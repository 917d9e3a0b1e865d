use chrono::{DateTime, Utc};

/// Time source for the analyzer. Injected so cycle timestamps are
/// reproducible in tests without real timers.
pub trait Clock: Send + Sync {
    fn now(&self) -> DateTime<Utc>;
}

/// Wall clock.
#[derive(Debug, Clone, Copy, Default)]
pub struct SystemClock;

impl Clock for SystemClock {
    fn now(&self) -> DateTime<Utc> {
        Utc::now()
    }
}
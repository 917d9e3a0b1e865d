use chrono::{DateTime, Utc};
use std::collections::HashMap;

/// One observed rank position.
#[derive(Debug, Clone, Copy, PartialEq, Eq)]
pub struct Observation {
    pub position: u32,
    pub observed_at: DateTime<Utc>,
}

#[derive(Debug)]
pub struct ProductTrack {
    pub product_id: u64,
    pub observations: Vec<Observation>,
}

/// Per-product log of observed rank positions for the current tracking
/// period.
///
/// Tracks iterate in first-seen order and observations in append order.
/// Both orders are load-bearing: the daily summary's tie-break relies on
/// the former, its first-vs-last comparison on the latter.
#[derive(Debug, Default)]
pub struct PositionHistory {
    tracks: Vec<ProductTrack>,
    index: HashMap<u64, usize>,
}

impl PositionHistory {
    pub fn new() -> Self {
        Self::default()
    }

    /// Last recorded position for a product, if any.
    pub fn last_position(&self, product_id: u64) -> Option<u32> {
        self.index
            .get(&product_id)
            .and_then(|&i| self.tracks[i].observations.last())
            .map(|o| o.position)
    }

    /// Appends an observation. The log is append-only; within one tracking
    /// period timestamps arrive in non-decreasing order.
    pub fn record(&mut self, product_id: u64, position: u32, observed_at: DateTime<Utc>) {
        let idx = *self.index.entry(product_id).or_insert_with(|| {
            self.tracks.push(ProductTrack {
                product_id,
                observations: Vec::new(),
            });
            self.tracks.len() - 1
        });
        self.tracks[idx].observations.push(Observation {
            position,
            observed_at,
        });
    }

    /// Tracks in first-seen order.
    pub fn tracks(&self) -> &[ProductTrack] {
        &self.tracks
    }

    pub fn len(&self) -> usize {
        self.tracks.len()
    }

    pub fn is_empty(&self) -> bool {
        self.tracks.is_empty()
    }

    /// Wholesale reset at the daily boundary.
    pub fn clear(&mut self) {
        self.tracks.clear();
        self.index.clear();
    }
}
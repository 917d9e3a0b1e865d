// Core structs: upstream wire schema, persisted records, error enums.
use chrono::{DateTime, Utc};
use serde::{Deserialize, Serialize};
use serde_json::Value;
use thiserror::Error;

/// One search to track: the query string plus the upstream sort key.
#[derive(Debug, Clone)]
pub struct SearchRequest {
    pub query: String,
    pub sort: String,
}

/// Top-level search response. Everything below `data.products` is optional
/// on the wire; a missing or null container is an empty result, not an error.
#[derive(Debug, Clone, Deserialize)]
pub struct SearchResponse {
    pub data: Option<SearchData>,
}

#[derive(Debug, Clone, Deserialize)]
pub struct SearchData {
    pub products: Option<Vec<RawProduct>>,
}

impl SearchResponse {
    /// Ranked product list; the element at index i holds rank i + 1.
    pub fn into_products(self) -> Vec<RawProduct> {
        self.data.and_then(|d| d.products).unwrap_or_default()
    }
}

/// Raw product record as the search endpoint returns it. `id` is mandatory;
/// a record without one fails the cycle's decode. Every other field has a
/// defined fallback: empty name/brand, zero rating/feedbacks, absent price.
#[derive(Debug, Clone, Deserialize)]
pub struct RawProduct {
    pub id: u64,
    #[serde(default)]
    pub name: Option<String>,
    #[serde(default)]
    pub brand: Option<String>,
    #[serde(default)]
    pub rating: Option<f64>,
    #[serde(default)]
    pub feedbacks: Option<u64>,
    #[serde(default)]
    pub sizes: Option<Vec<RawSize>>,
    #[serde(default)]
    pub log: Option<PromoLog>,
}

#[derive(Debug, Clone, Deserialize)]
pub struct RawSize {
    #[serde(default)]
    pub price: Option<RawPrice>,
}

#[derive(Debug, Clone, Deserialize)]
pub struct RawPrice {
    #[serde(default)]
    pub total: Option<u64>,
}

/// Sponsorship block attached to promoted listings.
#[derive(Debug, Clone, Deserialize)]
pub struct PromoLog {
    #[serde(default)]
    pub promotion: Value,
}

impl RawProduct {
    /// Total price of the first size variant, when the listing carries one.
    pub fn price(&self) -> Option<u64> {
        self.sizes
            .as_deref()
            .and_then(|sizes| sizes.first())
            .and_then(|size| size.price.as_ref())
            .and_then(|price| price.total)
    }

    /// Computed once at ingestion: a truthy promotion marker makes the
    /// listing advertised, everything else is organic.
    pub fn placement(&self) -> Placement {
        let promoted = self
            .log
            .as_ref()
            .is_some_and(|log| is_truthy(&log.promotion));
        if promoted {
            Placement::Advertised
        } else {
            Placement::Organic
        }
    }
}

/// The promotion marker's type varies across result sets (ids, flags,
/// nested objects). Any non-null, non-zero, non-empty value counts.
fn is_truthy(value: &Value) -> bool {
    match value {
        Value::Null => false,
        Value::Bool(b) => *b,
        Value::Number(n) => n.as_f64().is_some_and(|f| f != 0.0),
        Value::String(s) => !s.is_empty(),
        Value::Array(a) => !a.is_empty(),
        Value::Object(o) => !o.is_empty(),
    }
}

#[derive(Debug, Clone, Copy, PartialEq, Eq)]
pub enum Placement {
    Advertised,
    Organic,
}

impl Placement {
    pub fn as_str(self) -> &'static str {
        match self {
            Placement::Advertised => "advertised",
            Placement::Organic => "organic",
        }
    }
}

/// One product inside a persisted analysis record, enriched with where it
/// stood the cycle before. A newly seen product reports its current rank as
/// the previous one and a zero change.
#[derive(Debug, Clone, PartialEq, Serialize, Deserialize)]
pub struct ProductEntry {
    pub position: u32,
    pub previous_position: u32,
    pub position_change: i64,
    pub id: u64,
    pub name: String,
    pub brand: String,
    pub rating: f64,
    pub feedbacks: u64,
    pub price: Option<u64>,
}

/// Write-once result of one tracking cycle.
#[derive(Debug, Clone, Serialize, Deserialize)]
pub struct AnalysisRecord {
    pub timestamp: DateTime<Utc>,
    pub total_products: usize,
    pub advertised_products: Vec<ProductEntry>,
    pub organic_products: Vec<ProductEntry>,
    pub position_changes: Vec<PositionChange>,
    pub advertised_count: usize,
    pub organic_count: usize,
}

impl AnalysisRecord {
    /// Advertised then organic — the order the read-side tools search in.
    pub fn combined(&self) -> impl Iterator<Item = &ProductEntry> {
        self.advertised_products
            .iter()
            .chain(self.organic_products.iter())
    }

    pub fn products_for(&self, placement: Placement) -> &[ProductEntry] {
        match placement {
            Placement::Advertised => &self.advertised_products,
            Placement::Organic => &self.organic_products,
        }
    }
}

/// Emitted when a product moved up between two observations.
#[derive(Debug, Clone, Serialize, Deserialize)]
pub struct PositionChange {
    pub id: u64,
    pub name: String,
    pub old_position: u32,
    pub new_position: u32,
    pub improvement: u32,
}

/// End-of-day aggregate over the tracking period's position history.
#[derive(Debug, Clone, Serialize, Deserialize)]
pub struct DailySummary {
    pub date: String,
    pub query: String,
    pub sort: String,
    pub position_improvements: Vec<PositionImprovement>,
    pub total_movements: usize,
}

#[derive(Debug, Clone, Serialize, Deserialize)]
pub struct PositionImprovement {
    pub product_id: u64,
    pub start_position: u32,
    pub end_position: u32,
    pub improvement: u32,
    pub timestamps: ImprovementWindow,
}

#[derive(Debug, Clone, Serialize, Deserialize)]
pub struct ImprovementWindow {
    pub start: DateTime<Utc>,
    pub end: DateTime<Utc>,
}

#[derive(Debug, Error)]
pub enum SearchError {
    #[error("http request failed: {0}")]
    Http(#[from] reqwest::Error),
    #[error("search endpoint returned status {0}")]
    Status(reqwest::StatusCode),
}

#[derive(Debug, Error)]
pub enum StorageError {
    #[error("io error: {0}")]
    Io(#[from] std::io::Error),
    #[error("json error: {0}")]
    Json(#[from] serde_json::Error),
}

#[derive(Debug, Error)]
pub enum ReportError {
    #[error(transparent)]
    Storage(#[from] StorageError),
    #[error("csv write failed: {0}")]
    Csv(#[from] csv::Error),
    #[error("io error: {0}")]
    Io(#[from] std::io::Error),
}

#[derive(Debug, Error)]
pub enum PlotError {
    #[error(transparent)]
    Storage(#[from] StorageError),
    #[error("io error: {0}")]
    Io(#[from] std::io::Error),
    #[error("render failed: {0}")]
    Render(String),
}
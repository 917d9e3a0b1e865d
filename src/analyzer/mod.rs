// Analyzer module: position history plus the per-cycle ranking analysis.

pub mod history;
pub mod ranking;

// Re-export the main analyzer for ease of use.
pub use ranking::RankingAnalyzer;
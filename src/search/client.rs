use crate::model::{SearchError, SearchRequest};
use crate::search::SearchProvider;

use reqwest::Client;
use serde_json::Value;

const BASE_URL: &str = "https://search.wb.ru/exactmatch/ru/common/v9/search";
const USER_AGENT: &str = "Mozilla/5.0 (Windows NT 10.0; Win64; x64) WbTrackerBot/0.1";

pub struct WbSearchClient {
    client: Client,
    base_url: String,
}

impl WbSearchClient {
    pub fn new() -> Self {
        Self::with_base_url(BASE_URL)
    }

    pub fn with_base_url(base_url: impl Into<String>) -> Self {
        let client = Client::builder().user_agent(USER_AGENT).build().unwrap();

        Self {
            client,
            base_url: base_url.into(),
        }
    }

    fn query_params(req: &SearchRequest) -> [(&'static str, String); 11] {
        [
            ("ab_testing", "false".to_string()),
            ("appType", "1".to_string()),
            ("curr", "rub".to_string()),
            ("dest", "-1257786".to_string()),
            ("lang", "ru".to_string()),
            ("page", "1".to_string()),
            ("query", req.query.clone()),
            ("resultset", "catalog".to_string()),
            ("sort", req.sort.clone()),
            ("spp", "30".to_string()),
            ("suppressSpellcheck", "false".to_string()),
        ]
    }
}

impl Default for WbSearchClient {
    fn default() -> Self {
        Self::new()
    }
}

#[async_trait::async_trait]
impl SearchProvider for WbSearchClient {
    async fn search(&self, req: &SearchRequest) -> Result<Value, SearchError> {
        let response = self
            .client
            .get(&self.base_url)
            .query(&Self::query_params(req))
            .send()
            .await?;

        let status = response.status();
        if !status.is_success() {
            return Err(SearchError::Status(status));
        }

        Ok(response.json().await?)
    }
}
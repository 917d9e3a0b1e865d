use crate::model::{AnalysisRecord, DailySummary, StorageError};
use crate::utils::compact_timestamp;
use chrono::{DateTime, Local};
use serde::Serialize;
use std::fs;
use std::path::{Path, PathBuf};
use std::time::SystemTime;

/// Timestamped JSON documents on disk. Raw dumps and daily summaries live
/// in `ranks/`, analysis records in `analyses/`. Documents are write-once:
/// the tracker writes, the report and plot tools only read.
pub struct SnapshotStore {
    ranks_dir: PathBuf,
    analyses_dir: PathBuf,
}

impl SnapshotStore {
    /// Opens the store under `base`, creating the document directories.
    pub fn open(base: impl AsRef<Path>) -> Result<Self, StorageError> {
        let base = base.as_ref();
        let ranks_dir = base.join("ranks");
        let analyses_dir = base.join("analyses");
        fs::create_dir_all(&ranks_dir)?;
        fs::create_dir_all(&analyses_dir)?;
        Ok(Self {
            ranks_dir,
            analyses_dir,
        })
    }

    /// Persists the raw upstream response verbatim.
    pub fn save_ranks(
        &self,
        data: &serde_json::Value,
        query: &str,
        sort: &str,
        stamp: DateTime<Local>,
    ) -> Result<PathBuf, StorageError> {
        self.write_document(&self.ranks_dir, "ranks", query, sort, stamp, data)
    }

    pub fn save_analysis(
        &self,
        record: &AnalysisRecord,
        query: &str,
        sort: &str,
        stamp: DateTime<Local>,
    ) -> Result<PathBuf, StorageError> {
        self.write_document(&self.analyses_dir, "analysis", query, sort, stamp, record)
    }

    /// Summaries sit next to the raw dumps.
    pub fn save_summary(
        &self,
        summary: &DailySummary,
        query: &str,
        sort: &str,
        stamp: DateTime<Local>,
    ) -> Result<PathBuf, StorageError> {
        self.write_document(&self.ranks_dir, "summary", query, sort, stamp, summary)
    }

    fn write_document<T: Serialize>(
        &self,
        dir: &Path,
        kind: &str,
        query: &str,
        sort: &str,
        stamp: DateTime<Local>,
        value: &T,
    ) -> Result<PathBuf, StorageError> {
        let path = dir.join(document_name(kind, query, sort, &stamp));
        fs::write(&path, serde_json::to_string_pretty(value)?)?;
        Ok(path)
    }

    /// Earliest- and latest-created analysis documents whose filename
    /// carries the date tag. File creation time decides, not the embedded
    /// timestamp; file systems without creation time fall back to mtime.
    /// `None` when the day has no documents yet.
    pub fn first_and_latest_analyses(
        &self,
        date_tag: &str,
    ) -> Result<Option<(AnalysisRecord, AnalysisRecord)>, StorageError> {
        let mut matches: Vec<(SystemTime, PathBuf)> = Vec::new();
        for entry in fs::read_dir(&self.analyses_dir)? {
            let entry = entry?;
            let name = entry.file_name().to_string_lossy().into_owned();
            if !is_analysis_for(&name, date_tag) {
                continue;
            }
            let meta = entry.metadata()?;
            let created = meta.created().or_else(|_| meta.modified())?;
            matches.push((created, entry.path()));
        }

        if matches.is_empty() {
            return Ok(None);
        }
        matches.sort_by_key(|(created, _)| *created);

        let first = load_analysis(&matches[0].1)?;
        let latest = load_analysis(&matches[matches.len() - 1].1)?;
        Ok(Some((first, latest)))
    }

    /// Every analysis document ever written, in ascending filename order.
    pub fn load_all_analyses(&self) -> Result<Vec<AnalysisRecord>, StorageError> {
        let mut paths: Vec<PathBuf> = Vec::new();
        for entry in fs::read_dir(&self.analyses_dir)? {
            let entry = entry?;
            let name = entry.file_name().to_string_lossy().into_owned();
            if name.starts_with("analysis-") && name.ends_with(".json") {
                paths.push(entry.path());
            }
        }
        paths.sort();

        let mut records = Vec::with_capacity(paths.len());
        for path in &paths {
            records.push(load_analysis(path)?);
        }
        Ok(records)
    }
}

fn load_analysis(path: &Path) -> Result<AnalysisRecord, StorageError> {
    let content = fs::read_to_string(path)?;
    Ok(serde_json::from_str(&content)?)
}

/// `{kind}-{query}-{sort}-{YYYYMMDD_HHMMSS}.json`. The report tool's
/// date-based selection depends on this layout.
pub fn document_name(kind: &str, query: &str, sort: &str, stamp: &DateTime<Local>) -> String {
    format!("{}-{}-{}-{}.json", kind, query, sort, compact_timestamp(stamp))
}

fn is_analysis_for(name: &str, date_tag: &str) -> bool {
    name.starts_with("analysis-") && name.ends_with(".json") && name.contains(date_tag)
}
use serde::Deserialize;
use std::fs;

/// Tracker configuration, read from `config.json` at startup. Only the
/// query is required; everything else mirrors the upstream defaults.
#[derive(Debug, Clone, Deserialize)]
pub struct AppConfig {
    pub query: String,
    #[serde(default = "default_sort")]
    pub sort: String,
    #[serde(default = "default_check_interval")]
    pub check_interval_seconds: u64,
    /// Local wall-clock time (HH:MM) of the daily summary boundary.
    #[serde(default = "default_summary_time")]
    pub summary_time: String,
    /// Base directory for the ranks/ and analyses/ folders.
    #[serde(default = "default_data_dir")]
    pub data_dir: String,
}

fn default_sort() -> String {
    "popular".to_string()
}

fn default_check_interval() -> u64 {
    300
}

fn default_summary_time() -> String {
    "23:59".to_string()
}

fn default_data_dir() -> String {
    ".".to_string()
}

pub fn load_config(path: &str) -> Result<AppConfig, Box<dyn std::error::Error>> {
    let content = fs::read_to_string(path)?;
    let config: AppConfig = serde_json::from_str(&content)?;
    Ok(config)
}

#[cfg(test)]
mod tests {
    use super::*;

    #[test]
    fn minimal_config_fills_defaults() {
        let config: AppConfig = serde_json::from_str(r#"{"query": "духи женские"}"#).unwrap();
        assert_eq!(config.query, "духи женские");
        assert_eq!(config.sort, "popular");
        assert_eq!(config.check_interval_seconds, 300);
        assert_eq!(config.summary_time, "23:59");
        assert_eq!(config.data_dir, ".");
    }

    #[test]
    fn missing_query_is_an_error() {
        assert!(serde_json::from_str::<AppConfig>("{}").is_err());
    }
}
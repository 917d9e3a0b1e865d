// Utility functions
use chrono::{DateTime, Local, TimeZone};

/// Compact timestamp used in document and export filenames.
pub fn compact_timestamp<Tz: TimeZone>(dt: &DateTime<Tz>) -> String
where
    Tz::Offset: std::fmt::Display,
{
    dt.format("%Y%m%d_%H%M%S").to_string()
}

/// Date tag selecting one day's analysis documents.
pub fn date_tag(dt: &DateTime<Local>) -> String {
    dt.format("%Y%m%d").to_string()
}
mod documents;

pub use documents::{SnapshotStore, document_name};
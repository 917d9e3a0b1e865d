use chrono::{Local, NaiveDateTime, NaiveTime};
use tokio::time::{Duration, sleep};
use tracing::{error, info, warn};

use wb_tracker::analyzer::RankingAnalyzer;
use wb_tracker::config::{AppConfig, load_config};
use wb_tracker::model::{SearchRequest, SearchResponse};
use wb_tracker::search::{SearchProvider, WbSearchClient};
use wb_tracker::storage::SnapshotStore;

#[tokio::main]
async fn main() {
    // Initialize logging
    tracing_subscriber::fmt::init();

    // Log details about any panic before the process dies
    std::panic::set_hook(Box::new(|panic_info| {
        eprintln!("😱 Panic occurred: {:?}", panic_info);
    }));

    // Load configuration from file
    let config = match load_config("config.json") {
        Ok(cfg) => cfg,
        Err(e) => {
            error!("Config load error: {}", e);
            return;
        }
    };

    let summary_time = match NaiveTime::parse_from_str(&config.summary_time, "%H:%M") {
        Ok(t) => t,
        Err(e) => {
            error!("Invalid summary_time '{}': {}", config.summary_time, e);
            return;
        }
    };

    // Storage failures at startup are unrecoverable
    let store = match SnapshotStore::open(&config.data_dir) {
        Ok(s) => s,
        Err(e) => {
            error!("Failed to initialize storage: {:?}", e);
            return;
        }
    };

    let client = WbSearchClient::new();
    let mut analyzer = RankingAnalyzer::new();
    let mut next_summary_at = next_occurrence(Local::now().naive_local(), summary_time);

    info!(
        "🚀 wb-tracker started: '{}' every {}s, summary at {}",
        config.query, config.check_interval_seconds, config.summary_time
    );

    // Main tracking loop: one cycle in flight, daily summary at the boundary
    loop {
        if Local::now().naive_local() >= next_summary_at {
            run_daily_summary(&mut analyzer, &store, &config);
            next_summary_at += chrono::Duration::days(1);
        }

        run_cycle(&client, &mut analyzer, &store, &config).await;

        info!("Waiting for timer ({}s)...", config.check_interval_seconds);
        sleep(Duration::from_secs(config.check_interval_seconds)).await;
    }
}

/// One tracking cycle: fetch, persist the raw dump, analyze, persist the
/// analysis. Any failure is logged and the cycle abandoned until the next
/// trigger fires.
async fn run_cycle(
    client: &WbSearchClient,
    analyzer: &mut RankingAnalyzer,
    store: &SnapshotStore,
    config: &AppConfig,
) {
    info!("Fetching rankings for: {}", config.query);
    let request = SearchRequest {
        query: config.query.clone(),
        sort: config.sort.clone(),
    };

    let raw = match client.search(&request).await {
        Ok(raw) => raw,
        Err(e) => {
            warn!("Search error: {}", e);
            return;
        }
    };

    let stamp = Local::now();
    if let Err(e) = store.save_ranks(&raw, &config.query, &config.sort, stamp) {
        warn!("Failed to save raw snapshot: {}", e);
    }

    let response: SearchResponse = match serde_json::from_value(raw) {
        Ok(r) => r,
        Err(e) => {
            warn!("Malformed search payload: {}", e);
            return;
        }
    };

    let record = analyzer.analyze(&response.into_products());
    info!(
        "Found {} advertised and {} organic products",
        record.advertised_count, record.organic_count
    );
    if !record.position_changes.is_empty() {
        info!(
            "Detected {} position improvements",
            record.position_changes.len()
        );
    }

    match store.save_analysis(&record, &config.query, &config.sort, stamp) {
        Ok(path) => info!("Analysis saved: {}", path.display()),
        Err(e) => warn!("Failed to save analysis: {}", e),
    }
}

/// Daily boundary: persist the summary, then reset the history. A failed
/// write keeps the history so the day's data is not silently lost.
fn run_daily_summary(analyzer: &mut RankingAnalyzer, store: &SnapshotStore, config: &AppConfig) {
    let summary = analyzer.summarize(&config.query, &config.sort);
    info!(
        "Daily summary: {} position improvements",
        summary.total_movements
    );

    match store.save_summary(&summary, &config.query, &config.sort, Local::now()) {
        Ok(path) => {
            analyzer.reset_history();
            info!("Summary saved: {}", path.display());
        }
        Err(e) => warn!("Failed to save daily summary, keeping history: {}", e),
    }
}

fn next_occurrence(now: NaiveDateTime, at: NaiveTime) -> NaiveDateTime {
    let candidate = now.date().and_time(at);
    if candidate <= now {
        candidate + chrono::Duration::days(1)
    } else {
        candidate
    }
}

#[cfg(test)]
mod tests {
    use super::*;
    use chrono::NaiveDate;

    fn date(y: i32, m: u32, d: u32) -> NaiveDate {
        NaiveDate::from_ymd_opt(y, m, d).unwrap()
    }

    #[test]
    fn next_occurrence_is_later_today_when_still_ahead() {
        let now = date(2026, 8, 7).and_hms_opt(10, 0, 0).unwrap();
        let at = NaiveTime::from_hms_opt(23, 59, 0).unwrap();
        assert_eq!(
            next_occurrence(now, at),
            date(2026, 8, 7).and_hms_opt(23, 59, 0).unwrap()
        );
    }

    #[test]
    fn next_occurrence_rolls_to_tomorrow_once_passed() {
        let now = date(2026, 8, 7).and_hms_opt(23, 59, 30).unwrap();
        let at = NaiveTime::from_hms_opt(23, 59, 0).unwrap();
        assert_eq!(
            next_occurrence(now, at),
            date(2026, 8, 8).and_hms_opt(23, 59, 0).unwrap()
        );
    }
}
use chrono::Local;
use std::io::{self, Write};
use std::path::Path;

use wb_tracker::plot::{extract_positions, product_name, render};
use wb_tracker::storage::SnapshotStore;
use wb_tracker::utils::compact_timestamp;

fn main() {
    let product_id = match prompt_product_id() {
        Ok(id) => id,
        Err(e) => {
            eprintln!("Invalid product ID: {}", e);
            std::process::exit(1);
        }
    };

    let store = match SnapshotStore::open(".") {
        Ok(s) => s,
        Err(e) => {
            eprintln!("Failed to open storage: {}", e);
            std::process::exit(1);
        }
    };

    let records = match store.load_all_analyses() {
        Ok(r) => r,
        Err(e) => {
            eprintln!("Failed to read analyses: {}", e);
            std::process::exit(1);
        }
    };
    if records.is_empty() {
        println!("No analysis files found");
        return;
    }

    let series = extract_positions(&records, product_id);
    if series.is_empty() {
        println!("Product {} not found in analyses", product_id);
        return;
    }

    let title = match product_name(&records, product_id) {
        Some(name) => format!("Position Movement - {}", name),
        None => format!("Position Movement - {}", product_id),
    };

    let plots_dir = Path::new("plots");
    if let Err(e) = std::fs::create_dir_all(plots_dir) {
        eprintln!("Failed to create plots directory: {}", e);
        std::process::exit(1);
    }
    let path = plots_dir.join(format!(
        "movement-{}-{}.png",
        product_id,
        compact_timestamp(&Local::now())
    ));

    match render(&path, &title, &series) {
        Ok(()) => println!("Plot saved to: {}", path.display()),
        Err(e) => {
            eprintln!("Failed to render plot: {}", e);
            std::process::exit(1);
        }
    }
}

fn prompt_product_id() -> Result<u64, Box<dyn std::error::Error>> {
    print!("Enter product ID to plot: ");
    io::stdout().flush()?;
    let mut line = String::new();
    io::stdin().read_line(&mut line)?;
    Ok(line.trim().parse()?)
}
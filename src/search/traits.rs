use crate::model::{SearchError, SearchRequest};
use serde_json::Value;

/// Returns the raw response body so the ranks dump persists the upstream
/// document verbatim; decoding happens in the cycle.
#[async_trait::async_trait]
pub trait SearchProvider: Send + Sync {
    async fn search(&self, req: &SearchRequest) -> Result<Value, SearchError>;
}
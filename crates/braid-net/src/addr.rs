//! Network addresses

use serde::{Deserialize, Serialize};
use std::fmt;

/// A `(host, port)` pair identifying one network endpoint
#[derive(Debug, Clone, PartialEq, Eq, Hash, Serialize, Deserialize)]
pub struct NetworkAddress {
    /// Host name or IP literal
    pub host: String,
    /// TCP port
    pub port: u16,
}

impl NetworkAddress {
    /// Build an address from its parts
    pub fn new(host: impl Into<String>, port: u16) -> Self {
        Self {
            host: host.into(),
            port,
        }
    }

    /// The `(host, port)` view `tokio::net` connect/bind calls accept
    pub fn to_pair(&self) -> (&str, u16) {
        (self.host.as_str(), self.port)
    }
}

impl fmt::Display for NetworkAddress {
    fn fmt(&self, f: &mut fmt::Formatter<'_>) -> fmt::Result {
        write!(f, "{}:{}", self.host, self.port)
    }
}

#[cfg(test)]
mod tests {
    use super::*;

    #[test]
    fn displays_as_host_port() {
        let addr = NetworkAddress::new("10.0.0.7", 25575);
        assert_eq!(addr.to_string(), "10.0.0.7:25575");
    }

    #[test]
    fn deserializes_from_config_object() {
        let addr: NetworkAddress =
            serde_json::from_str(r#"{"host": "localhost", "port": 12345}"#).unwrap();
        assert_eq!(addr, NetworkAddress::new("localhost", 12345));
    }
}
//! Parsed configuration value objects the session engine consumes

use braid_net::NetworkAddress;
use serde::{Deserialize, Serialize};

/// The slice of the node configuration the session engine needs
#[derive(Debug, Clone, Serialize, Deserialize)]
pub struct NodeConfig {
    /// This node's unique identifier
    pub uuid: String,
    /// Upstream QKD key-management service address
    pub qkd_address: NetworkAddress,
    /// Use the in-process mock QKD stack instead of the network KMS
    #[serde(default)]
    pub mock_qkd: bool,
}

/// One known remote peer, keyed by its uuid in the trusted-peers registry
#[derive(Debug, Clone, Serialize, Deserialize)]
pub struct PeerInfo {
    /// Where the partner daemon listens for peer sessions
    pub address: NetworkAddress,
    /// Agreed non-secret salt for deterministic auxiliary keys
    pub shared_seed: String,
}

* **PROBLEM DESCRIPTION**
Taking the lines of the listing one by one, count those that contain "series", and answer with the number only.

* **ANSWER FOR THIS EXERCISE**
3